- [ASSIGNMENT] Nothing but a number should be returned: the count of lines in the records that contain "struct".

Saved data entries
····················

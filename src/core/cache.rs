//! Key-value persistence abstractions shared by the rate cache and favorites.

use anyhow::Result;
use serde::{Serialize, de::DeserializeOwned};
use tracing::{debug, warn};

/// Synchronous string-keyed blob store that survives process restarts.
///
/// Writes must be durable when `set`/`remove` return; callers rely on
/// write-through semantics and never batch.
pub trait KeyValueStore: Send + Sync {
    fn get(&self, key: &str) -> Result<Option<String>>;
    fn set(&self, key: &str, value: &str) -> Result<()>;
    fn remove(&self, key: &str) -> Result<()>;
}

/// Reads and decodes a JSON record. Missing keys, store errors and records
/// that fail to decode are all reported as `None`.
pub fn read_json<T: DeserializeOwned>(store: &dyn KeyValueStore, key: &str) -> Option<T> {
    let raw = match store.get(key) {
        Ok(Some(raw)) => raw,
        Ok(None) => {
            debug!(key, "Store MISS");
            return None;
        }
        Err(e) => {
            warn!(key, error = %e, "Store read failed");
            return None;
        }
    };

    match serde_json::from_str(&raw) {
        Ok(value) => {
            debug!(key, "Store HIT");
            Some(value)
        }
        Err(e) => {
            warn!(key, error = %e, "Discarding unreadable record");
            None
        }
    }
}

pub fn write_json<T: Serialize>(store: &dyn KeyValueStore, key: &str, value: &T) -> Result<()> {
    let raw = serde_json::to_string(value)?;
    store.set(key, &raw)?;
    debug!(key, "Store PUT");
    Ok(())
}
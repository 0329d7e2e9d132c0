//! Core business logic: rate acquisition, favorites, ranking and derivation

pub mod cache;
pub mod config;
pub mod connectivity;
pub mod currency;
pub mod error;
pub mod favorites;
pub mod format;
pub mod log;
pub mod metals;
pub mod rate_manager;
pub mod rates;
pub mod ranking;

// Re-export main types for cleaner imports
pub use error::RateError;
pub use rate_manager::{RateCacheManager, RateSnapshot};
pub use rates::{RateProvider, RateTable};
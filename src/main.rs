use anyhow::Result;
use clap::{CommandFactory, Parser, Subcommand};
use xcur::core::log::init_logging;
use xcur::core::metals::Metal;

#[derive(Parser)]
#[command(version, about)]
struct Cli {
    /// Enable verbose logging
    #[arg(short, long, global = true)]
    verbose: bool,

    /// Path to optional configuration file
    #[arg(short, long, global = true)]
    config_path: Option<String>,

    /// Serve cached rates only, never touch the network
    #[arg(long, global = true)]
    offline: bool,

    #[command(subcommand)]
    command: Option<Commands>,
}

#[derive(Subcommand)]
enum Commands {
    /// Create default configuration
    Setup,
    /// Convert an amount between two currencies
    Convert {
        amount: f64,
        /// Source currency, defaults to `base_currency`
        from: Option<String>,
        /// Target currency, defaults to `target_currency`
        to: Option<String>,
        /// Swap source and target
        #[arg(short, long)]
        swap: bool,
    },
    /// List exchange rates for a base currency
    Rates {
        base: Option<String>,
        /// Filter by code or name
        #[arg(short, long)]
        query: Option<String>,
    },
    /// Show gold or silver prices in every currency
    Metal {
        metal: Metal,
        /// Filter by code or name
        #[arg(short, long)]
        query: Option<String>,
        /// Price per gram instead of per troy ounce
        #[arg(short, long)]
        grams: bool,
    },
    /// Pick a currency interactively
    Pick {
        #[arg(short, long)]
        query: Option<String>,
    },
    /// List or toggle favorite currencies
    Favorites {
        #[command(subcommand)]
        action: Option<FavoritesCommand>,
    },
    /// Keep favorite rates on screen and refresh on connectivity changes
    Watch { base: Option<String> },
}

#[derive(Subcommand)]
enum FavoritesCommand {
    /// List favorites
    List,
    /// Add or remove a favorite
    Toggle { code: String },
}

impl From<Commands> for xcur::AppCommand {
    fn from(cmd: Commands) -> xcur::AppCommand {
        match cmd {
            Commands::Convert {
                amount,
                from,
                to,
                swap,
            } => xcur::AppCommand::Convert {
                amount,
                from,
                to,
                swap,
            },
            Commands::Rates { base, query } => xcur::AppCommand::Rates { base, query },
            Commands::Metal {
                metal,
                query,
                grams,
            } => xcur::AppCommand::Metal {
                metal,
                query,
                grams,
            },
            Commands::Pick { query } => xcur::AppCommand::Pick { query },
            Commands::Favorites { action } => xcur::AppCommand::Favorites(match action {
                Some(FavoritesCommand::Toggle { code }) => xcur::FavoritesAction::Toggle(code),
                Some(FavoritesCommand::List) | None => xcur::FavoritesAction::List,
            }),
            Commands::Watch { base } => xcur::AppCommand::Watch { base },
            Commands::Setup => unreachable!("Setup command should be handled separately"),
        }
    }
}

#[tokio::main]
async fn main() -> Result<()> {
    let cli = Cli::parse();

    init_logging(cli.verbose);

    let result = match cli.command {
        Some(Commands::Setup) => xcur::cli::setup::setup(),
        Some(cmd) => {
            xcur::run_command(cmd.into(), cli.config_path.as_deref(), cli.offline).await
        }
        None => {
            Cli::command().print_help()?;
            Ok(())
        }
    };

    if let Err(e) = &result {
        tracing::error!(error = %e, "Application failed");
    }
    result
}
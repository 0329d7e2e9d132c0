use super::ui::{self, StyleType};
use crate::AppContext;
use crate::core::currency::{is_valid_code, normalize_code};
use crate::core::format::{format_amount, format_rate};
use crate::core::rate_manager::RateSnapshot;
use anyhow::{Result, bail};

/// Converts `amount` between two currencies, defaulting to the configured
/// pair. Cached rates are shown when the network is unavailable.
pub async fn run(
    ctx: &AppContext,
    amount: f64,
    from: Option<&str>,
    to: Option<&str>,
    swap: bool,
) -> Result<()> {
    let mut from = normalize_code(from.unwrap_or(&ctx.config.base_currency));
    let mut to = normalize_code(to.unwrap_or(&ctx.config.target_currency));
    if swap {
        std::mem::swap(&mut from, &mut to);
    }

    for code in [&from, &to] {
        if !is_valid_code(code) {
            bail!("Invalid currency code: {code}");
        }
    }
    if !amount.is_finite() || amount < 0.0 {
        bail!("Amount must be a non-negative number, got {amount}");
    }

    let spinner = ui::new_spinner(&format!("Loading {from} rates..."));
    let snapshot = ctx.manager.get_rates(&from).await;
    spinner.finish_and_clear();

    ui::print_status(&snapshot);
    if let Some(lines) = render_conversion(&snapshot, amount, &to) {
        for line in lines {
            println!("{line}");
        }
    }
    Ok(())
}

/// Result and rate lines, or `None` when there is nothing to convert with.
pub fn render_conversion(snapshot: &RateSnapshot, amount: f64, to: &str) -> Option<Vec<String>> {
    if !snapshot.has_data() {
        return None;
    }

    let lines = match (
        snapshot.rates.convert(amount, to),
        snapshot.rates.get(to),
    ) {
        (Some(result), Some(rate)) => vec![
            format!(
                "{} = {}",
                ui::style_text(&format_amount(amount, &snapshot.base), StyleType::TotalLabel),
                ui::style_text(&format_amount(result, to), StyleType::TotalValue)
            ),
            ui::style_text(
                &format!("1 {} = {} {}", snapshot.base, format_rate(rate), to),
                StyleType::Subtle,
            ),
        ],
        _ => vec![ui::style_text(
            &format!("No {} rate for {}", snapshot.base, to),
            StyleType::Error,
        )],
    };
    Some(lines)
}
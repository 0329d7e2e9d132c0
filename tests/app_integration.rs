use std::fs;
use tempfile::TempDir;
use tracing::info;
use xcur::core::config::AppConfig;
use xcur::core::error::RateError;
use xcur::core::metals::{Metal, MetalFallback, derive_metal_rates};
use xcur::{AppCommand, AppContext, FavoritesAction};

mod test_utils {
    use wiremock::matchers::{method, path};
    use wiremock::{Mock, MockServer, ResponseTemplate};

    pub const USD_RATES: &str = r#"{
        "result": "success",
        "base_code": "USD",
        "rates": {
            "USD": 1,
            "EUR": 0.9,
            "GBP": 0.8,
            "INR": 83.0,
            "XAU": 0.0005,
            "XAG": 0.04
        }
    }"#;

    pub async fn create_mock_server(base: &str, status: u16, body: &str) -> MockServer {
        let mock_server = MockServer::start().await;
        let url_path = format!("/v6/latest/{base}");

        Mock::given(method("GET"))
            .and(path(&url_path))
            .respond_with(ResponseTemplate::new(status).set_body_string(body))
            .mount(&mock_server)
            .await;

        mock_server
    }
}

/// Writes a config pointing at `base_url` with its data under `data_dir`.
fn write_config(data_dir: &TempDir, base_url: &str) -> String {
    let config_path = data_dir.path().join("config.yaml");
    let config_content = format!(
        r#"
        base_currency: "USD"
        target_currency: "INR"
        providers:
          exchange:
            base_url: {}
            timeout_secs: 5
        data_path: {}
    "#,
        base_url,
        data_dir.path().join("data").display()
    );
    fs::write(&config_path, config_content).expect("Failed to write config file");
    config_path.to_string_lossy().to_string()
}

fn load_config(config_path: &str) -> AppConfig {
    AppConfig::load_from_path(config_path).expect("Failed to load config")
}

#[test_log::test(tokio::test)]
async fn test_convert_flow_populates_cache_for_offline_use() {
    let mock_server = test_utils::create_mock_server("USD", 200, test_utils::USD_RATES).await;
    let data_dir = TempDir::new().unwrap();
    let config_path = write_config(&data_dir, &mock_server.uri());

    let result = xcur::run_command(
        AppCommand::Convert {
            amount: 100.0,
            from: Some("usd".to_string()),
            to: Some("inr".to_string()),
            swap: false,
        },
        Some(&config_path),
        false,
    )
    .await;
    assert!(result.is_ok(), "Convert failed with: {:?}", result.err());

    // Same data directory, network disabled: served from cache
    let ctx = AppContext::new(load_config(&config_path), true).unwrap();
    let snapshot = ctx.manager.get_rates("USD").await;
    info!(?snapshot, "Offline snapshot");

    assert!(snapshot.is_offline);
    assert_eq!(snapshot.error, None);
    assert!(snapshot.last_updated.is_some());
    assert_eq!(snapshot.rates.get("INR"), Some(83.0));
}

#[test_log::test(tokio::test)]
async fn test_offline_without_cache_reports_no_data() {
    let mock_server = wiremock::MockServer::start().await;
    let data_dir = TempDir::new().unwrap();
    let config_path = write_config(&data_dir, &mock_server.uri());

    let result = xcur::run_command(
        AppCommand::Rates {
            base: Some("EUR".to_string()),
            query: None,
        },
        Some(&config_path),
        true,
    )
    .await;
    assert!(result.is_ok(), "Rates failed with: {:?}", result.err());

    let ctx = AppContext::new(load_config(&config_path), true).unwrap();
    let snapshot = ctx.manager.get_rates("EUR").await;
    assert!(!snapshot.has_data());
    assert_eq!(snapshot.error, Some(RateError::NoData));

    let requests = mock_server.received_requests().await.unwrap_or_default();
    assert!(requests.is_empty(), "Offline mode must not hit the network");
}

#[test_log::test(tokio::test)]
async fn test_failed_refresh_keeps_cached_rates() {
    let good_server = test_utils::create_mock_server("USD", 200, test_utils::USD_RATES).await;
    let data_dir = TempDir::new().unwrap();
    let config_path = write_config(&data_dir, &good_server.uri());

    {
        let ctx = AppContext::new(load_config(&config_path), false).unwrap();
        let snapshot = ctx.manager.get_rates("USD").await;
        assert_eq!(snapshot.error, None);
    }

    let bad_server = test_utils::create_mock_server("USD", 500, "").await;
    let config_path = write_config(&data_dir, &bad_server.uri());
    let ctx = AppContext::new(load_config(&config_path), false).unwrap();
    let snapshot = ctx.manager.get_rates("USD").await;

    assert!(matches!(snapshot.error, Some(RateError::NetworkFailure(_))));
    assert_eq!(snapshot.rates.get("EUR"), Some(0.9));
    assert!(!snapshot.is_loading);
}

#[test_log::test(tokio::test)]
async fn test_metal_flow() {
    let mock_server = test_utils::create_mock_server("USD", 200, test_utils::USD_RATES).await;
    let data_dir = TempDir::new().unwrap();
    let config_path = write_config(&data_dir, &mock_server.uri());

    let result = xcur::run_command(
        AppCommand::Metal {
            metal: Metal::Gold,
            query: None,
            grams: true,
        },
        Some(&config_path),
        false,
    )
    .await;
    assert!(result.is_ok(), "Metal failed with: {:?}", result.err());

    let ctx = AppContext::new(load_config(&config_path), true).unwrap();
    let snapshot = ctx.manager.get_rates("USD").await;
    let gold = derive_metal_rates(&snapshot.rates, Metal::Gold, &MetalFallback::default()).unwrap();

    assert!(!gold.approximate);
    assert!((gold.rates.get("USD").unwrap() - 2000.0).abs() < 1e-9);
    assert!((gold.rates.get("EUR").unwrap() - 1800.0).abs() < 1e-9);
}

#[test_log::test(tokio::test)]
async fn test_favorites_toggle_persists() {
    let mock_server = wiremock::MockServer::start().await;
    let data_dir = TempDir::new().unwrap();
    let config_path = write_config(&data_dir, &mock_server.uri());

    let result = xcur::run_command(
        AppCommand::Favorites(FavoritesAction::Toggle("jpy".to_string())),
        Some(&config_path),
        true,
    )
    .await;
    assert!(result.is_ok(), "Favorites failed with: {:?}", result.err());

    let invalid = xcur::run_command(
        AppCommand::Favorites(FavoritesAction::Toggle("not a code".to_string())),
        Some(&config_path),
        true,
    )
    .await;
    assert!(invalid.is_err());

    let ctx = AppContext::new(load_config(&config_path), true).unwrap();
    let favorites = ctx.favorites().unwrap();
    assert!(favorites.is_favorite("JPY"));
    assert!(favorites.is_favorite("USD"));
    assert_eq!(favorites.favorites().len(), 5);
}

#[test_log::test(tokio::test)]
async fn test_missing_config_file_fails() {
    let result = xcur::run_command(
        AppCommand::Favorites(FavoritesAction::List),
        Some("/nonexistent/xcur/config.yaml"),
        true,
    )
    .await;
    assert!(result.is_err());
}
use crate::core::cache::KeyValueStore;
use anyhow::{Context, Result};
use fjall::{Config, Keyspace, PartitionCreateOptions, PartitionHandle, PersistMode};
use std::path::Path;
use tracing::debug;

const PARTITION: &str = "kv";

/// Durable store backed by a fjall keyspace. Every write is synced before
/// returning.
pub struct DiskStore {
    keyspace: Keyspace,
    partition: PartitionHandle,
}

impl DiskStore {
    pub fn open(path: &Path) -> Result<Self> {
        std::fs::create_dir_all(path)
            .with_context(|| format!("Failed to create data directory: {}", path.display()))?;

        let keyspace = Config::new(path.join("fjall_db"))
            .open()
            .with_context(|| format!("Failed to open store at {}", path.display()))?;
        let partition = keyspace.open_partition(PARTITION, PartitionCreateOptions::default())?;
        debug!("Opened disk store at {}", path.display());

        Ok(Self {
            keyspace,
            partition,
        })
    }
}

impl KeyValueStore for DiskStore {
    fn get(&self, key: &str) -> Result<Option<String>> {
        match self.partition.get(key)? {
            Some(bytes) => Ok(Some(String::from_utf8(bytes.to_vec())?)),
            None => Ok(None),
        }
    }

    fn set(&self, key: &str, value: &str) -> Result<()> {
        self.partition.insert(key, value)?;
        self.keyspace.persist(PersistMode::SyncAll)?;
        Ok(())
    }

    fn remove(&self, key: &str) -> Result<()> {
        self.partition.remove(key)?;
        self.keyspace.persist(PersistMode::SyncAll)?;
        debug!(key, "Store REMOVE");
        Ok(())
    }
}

····················

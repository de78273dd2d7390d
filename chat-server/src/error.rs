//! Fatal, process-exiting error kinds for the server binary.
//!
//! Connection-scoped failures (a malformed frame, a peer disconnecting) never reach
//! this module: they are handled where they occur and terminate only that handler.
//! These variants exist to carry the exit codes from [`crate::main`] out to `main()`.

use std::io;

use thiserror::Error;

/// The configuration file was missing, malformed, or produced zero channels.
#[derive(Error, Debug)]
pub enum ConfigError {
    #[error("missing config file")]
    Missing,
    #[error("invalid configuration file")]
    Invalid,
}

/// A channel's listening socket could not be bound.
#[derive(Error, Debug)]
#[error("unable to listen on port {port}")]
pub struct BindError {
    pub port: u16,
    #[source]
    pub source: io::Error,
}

····················

- [ANSWER AREA] 3